Re: [PATCH] mod_unique_id: use ap_random_insecure_bytes() to get unique ID
Ah, I missed that. I see it's in the doxygen docs for the random module. However, the sources aren't under random/, they're under misc/. I was switching between the doxygen docs and looking at the sources; maybe when I was looking for it, I missed it because the sources were under misc/. For the standard module: you can keep the unique id size the same, but still have a root of 10 bytes, by getting rid of the thread_index: thread_index is very wasteful, using 32 bits, when only a few bits are used. Change: typedef struct { unsigned int stamp; unsigned int in_addr; unsigned int pid; unsigned short counter; unsigned int thread_index; } unique_id_rec; to: typedef struct { apr_uint32_t stamp; apr_uint32_t counter; char root[ROOT_SIZE]; } unique_id_rec; Have the two ints first for alignment purposes, so there is no padding in the struct. With the counter field using apr_uint32_t, you can use apr_atomic_inc32() to do the increments. There is less need of thread_index if you increment the counter atomically.
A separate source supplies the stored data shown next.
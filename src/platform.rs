use crate::{ClassDescriptor, Error, OsError, WindowCreateInfo};

/// A raw handle value, as handed out by the operating system.
pub type RawHandle = isize;

/// The signature of a native window procedure.
pub type WindowProcedure =
    unsafe extern "system" fn(hwnd: RawHandle, msg: u32, wparam: usize, lparam: isize) -> isize;

/// The handle of the module (executable) owning the registered classes and windows.
#[derive(Debug, Clone, Copy, PartialEq, Eq, Hash)]
pub struct InstanceHandle(pub RawHandle);

/// The stock resources every registered class refers to.
#[derive(Debug, Clone, Copy, PartialEq, Eq)]
pub struct ClassResources {
    /// The default arrow cursor.
    pub cursor: RawHandle,
    /// The default application icon.
    pub icon: RawHandle,
    /// The brush painting the system "window" colour.
    pub background: RawHandle,
}

/// The outcome of waiting for the next message.
#[derive(Debug, Clone, Copy, PartialEq, Eq)]
pub enum Fetch {
    /// A message was written to the buffer and should be dispatched.
    Message,
    /// The thread received a quit request.
    Quit,
    /// Retrieving the message failed.
    Failed(OsError),
}

/// Every native call the environment, the class registrar and the message pump make.
///
/// [`NativePlatform`](crate::NativePlatform) is the implementation for the current operating
/// system. Implementations are cheap handles: clones share the same native state.
pub trait Platform: Clone + 'static {
    /// The native message record the pump reuses on every iteration.
    type Message;

    /// Returns whether this platform can actually create windows.
    fn is_supported(&self) -> bool;

    /// Initializes the calling thread for apartment-threaded COM.
    fn initialize_apartment(&self) -> Result<(), Error>;

    /// Reverts a successful [`initialize_apartment`](Self::initialize_apartment).
    fn uninitialize_apartment(&self);

    /// Returns the handle of the current executable.
    fn module_handle(&self) -> Result<InstanceHandle, Error>;

    /// Loads the stock cursor, icon and brush used by registered classes.
    fn class_resources(&self) -> Result<ClassResources, Error>;

    /// Returns the procedure to install on registered classes.
    ///
    /// The procedure must forward every message to the message bridge, and call the default
    /// window procedure when the bridge asks for it.
    fn window_procedure(&self) -> WindowProcedure;

    /// Registers a window class.
    fn register_class(&self, class: &ClassDescriptor) -> Result<(), OsError>;

    /// Unregisters the class named `name`.
    fn unregister_class(&self, name: &str, instance: InstanceHandle);

    /// Creates a window of the class named `class`.
    fn create_window(
        &self,
        class: &str,
        info: &WindowCreateInfo,
        instance: InstanceHandle,
    ) -> Result<RawHandle, OsError>;

    /// Destroys a window created by [`create_window`](Self::create_window).
    fn destroy_window(&self, window: RawHandle);

    /// Allocates the message buffer.
    fn new_message(&self) -> Self::Message;

    /// Blocks until a message is available and writes it to `message`.
    fn next_message(&self, message: &mut Self::Message) -> Fetch;

    /// Translates the message, then dispatches it to the procedure of its window.
    fn dispatch_message(&self, message: &Self::Message);

    /// Gives up the rest of the time slice between two pump iterations.
    fn yield_now(&self) {
        std::thread::yield_now();
    }
}
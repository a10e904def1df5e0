use std::fmt;

use crate::imp;

/// An error that might occur when interacting with the windowing system.
#[derive(Debug, thiserror::Error)]
pub enum Error {
    /// A native structure could not be built.
    #[error("could not create window class structure: {0}")]
    StructureAllocation(&'static str),

    /// The operating system refused to register a window class or to create a window.
    #[error("{reason}: {source}")]
    WindowNotCreatable {
        /// What was being attempted.
        reason: &'static str,
        /// The underlying native failure.
        #[source]
        source: OsError,
    },

    /// Any other native call failed.
    #[error(transparent)]
    Os(#[from] OsError),

    /// A handle identity was registered twice without being released in between.
    #[error("handle {0} is already registered")]
    HandleAlreadyRegistered(String),

    /// The native windowing system is not available on this platform.
    #[error("the native windowing system is not supported on this platform")]
    Unsupported,
}

/// A failed call into the operating system.
#[derive(Debug, Clone, Copy, PartialEq, Eq, Hash)]
pub struct OsError {
    /// The name of the native function that failed.
    pub function: &'static str,
    /// The raw error code (`GetLastError` value or `HRESULT` bits).
    pub code: u32,
}

impl OsError {
    /// Creates a new [`OsError`].
    #[inline]
    pub const fn new(function: &'static str, code: u32) -> Self {
        Self { function, code }
    }
}

impl fmt::Display for OsError {
    fn fmt(&self, f: &mut fmt::Formatter<'_>) -> fmt::Result {
        write!(f, "{} failed (error {:#010x})", self.function, self.code)?;

        match imp::describe(self.code) {
            Some(message) => write!(f, ": {}", message.trim_end()),
            None => Ok(()),
        }
    }
}

impl std::error::Error for OsError {}

#[cfg(test)]
mod tests {
    use super::*;

    #[test]
    fn structure_allocation_display() {
        let err = Error::StructureAllocation("default cursor unavailable");
        assert_eq!(
            err.to_string(),
            "could not create window class structure: default cursor unavailable"
        );
    }

    #[test]
    fn window_not_creatable_keeps_source() {
        use std::error::Error as _;

        let err = Error::WindowNotCreatable {
            reason: "could not initialize window class",
            source: OsError::new("RegisterClassW", 1410),
        };

        assert!(err
            .to_string()
            .starts_with("could not initialize window class: RegisterClassW failed"));
        assert!(err.source().is_some());
    }

    #[test]
    fn os_error_converts() {
        let err: Error = OsError::new("GetModuleHandleW", 5).into();
        assert!(matches!(err, Error::Os(OsError { code: 5, .. })));
        assert!(err.to_string().contains("0x00000005"));
    }
}
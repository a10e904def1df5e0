use windows_sys::Win32::Foundation::{HWND, RECT};
use windows_sys::Win32::Graphics::Gdi::{GetSysColorBrush, COLOR_WINDOW};
use windows_sys::Win32::UI::WindowsAndMessaging::*;

use super::error::{clear_last_error, last_error};
use crate::{
    ClassDescriptor, ClassResources, Error, InstanceHandle, OsError, WindowCreateInfo,
    WindowStyles,
};

/// Loads the stock cursor, icon and brush shared by every registered class.
pub fn class_resources() -> Result<ClassResources, Error> {
    let cursor = unsafe { LoadCursorW(0, IDC_ARROW) };
    if cursor == 0 {
        return Err(Error::StructureAllocation("could not load the default cursor"));
    }

    let icon = unsafe { LoadIconW(0, IDI_APPLICATION) };
    if icon == 0 {
        return Err(Error::StructureAllocation("could not load the application icon"));
    }

    let background = unsafe { GetSysColorBrush(COLOR_WINDOW as _) };
    if background == 0 {
        return Err(Error::StructureAllocation("could not get the window color brush"));
    }

    Ok(ClassResources {
        cursor,
        icon,
        background,
    })
}

/// Registers the described class.
pub fn register_class(class: &ClassDescriptor) -> Result<(), OsError> {
    let name = make_utf16(&class.name);

    let info = WNDCLASSW {
        style: class.style.bits(),
        lpfnWndProc: class.procedure,
        cbClsExtra: class.class_extra,
        cbWndExtra: class.window_extra,
        hInstance: class.instance.0,
        hIcon: class.icon,
        hCursor: class.cursor,
        hbrBackground: class.background,
        lpszMenuName: std::ptr::null(),
        lpszClassName: name.as_ptr(),
    };

    // The system copies the class name, `name` only has to live until the call returns.
    let atom = unsafe { RegisterClassW(&info) };

    if atom == 0 {
        Err(last_error("RegisterClassW"))
    } else {
        Ok(())
    }
}

/// Unregisters the class named `name`.
pub fn unregister_class(name: &str, instance: InstanceHandle) {
    let wide = make_utf16(name);

    if unsafe { UnregisterClassW(wide.as_ptr(), instance.0) } == 0 {
        log::warn!(
            "could not unregister window class `{name}`: {}",
            last_error("UnregisterClassW")
        );
    }
}

/// Creates a window of the class named `class`.
pub fn create_window(
    class: &str,
    info: &WindowCreateInfo,
    instance: InstanceHandle,
) -> Result<HWND, OsError> {
    let styles = WindowStyles::for_window(info);
    let (width, height) = client_to_window_size(styles, info.width, info.height)?;
    let class = make_utf16(class);
    let title = make_utf16(&info.title);

    let hwnd = unsafe {
        CreateWindowExW(
            0,
            class.as_ptr(),
            title.as_ptr(),
            styles.bits(),
            CW_USEDEFAULT,
            CW_USEDEFAULT,
            width,
            height,
            0,
            0,
            instance.0,
            std::ptr::null(),
        )
    };

    if hwnd == 0 {
        Err(last_error("CreateWindowExW"))
    } else {
        Ok(hwnd)
    }
}

/// Destroys a window.
pub fn destroy_window(hwnd: HWND) {
    if unsafe { DestroyWindow(hwnd) } == 0 {
        log::warn!(
            "could not destroy window {hwnd:#x}: {}",
            last_error("DestroyWindow")
        );
    }
}

/// Computes the outer size of a window whose client area has the requested size.
fn client_to_window_size(
    styles: WindowStyles,
    width: u32,
    height: u32,
) -> Result<(i32, i32), OsError> {
    let mut rect = RECT {
        left: 0,
        top: 0,
        right: width.min(i32::MAX as u32) as i32,
        bottom: height.min(i32::MAX as u32) as i32,
    };

    clear_last_error();

    if unsafe { AdjustWindowRect(&mut rect, styles.bits(), 0) } == 0 {
        return Err(last_error("AdjustWindowRect"));
    }

    Ok((rect.right - rect.left, rect.bottom - rect.top))
}

/// Creates a null-terminated UTF-16 string from the given Rust string.
fn make_utf16(s: &str) -> Vec<u16> {
    s.encode_utf16().chain(Some(0)).collect()
}
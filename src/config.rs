/// The parameters of a window, consumed once when the window is created.
#[derive(Debug, Clone, PartialEq, Eq)]
pub struct WindowCreateInfo {
    /// The title of the window.
    ///
    /// **Default:** `""`
    pub title: String,

    /// The initial width of the window, in pixels.
    ///
    /// **Default:** `640`
    pub width: u32,

    /// The initial height of the window, in pixels.
    ///
    /// **Default:** `480`
    pub height: u32,

    /// Whether the window should be resizable by the user.
    ///
    /// **Default:** `false`
    pub resizable: bool,

    /// Whether the window class should allow closing the window from its title bar.
    ///
    /// When `false`, the class only carries the "no close" style.
    ///
    /// **Default:** `true`
    pub closable: bool,

    /// Whether debugging facilities were requested for the window.
    ///
    /// **Default:** `false`
    pub debug: bool,
}

impl WindowCreateInfo {
    /// Creates a new [`WindowCreateInfo`] with the given title and the default values for
    /// everything else.
    pub fn with_title(title: impl Into<String>) -> Self {
        Self {
            title: title.into(),
            ..Self::default()
        }
    }
}

impl Default for WindowCreateInfo {
    fn default() -> Self {
        Self {
            title: String::new(),
            width: 640,
            height: 480,
            resizable: false,
            closable: true,
            debug: false,
        }
    }
}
The initialization of the counter with random data also gives you more process randomness than the 10 bytes of root. On Fri, Jul 5, 2013 at 8:04 PM, Stefan Fritsch s...@sfritsch.de wrote: On Wednesday 26 June 2013, Daniel Lescohier wrote: When I looked into the ap random functions, I didn't like the implementation, because I didn't see anywhere in the httpd codebase that entropy is periodically added to the entropy pool. After reading the details of how the Linux entropy pool works (https://lwn .net/Articles/525204/), I decided to use /dev/urandom instead, since Linux is periodically adding entropy to it. This code is not portable, but this was for a private Apache module that is only used on Linux. To preserve entropy on the web server machine, I also only generate a random number once per apache child, then increment an uint32 portion of it for each unique id call. I also have seconds and microseconds, so that's why I think it's OK to do increments from the random base, instead of generating a new random id on each request. The insecure in ap_random_insecure_bytes is there for a reason. But if you only use it once per process, anyway, it should be sufficient. The fact that several consumers (especially with multi-threaded mpms) pull from the same pool in undefined order adds some entropy, too. FWIW, there is apr_generate_random_bytes() which can do the reading of /dev/urandom for you.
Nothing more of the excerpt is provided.